Written by Sender Rozesz. Sender Rozesz is a practicing attorney with a background in Jewish pluralistic education for adults. The views reflected in his columns represent his own personal views, and are not intended to reflect the views of any organizations, institutes or associations with whom he may be affiliated. For more Double Mitzvahs by Sender Rozesz, check out A Woman’s Vow, Sexual Motive, Choose Your Own Spouse, The Post-Honeymoon Journey, A Wise and Understanding People, The Blessing of Fertility, Abominations, Coitus Interruptus, Sexual Struggles,The Unspeakable Language of Passion, Cut vs. Uncut, The Silence of Bitterness, Sex and the Holiest Day of the Year, Shifting Beds and Sex in the Sukkah,Sex…In the Beginning, A Sexual Reboot, She’s My Beautiful Sister, and Kosher Incest?.

Rated PG-13

When you’re a couple, one of the most common icebreakers or conversation topics that you are likely to encounter is the ol’: “How did you guys meet?”

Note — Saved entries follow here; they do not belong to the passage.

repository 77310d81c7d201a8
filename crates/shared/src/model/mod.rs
mod subscription;

pub use self::subscription::SubscriptionModel;
use crate::{
    abstract_trait::subscription::{
        repository::query::DynSubscriptionQueryRepository,
        service::cost::SubscriptionCostServiceTrait,
    },
    billing::compute_total,
    domain::{requests::TotalCostRequest, responses::TotalCostResponse},
    errors::ServiceError,
    utils::{Method, Metrics, Status},
};
use async_trait::async_trait;
use std::time::Instant;
use tracing::{error, info};

pub struct SubscriptionCostService {
    query: DynSubscriptionQueryRepository,
    metrics: Metrics,
}

impl SubscriptionCostService {
    pub fn new(query: DynSubscriptionQueryRepository, metrics: Metrics) -> Self {
        Self { query, metrics }
    }

    async fn total_cost_inner(
        &self,
        req: &TotalCostRequest,
    ) -> Result<TotalCostResponse, ServiceError> {
        let window = req.window().map_err(|e| {
            error!(
                "📅 Invalid month range: start_month={} end_month={}",
                req.start_month, req.end_month
            );
            ServiceError::from(e)
        })?;

        let filter = req.filter();

        info!(
            "💰 Computing total cost | window: {}..{}, user_id: {:?}, service_name: {:?}",
            window.start, window.end, filter.user_id, filter.service_name
        );

        let subscriptions = self.query.find_all(&filter).await.map_err(|e| {
            error!("💥 Failed to query subscriptions for total cost: {e:?}");
            ServiceError::from(e)
        })?;

        let total_cost = compute_total(&subscriptions, &window);

        info!(
            "✅ Total cost {total_cost} across {} subscriptions",
            subscriptions.len()
        );

        Ok(TotalCostResponse { total_cost })
    }
}

#[async_trait]
impl SubscriptionCostServiceTrait for SubscriptionCostService {
    async fn total_cost(
        &self,
        req: &TotalCostRequest,
    ) -> Result<TotalCostResponse, ServiceError> {
        let started = Instant::now();
        let result = self.total_cost_inner(req).await;

        let status = if result.is_ok() {
            Status::Success
        } else {
            Status::Error
        };
        self.metrics.record(
            "total_cost",
            Method::Post,
            status,
            started.elapsed().as_secs_f64(),
        );

        result
    }
}
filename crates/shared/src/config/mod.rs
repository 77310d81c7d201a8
mod database;
mod myconfig;

pub use self::database::{ConnectionManager, ConnectionPool};
pub use self::myconfig::{Config, DatabaseConfig};
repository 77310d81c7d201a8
use tokio::signal;
use tracing::{error, info};

pub async fn shutdown_signal() {
    let ctrl_c = async {
        if let Err(e) = signal::ctrl_c().await {
            error!("Failed to install Ctrl+C handler: {e:?}");
        }
    };

    #[cfg(unix)]
    let terminate = async {
        match signal::unix::signal(signal::unix::SignalKind::terminate()) {
            Ok(mut stream) => {
                stream.recv().await;
            }
            Err(e) => {
                error!("Failed to install SIGTERM handler: {e:?}");
                std::future::pending::<()>().await;
            }
        }
    };

    #[cfg(not(unix))]
    let terminate = std::future::pending::<()>();

    tokio::select! {
        _ = ctrl_c => {},
        _ = terminate => {},
    }

    info!("🛑 Shutdown signal received.");
}
use serde::{Deserialize, Serialize};
use utoipa::ToSchema;

#[derive(Debug, Serialize, Deserialize, Clone, ToSchema)]
pub struct ApiResponse<T> {
    pub status: String,
    pub message: String,
    pub data: T,
}

impl<T> ApiResponse<T> {
    pub fn success(message: impl Into<String>, data: T) -> Self {
        Self {
            status: "success".into(),
            message: message.into(),
            data,
        }
    }
}
use crate::{
    domain::{
        requests::{CreateSubscriptionRequest, UpdateSubscriptionRequest},
        responses::{ApiResponse, SubscriptionResponse},
    },
    errors::ServiceError,
};
use async_trait::async_trait;
use std::sync::Arc;
use uuid::Uuid;

pub type DynSubscriptionCommandService = Arc<dyn SubscriptionCommandServiceTrait + Send + Sync>;

#[async_trait]
pub trait SubscriptionCommandServiceTrait {
    async fn create(
        &self,
        request: &CreateSubscriptionRequest,
    ) -> Result<ApiResponse<SubscriptionResponse>, ServiceError>;
    async fn update(
        &self,
        id: Uuid,
        request: &UpdateSubscriptionRequest,
    ) -> Result<ApiResponse<SubscriptionResponse>, ServiceError>;
    async fn delete(&self, id: Uuid) -> Result<(), ServiceError>;
}
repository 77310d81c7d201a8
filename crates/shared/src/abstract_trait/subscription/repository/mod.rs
pub mod command;
pub mod query;
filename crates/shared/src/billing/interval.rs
use super::MonthYear;

/// Inclusive count of calendar months from `start` to `end`.
///
/// Only meaningful when `start <= end`; a reversed pair yields zero or a
/// negative number.
pub fn months_between(start: &MonthYear, end: &MonthYear) -> i64 {
    end.ordinal() - start.ordinal() + 1
}

/// The later of two months. Ties return `a`.
pub fn later_of<'a>(a: &'a MonthYear, b: &'a MonthYear) -> &'a MonthYear {
    if a >= b { a } else { b }
}

/// The earlier of two months. Ties return `a`.
pub fn earlier_of<'a>(a: &'a MonthYear, b: &'a MonthYear) -> &'a MonthYear {
    if a <= b { a } else { b }
}
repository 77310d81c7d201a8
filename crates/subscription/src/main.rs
use anyhow::{Context, Result};
use shared::{
    config::{Config, ConnectionManager},
    utils::Logger,
};
use subscription::{handler::AppRouter, state::AppState};
use tracing::info;

#[tokio::main]
async fn main() -> Result<()> {
    dotenv::dotenv().ok();

    let config = Config::init().context("Failed to load configuration")?;

    let _logger = Logger::new(
        "subscription-service",
        config.is_dev,
        config.otel_endpoint.as_deref(),
    )
    .context("Failed to initialize logging")?;

    let db_pool = ConnectionManager::new_pool(&config.database, config.run_migrations)
        .await
        .context("Failed to initialize database pool")?;

    let state = AppState::new(db_pool).context("Failed to create AppState")?;

    info!("🚀 Subscription service starting on port {}", config.port);

    AppRouter::serve(config.port, state)
        .await
        .context("Failed to start server")?;

    info!("✅ Subscription service shutdown complete.");

    Ok(())
}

It’s a great question, because it provokes shy smiles, nostalgia, warmth, and a good topic that will undoubtedly lead to others, resulting in great conversation and a good time for all.

And that’s because the way we first met our spouse/partner is highly significant in our minds. The first moments of our interaction with the person who will choose to share our lives; those first glances, sensations, impressions, feelings, scents, memories – all occupy a very prominent place in our psyche. Of all of the experiences that we may subsequently share with our spouse, few can we recall in as exquisitely rich detail as our first meeting.

So, how did Abraham meet Sarah?

We have no idea. Presumably, as she was his niece, they met pretty early on at family get-togethers. But what was the event at which they made the decision to marry, to spend their lifelong journey together? Torah apparently did not consider those details important enough to relate.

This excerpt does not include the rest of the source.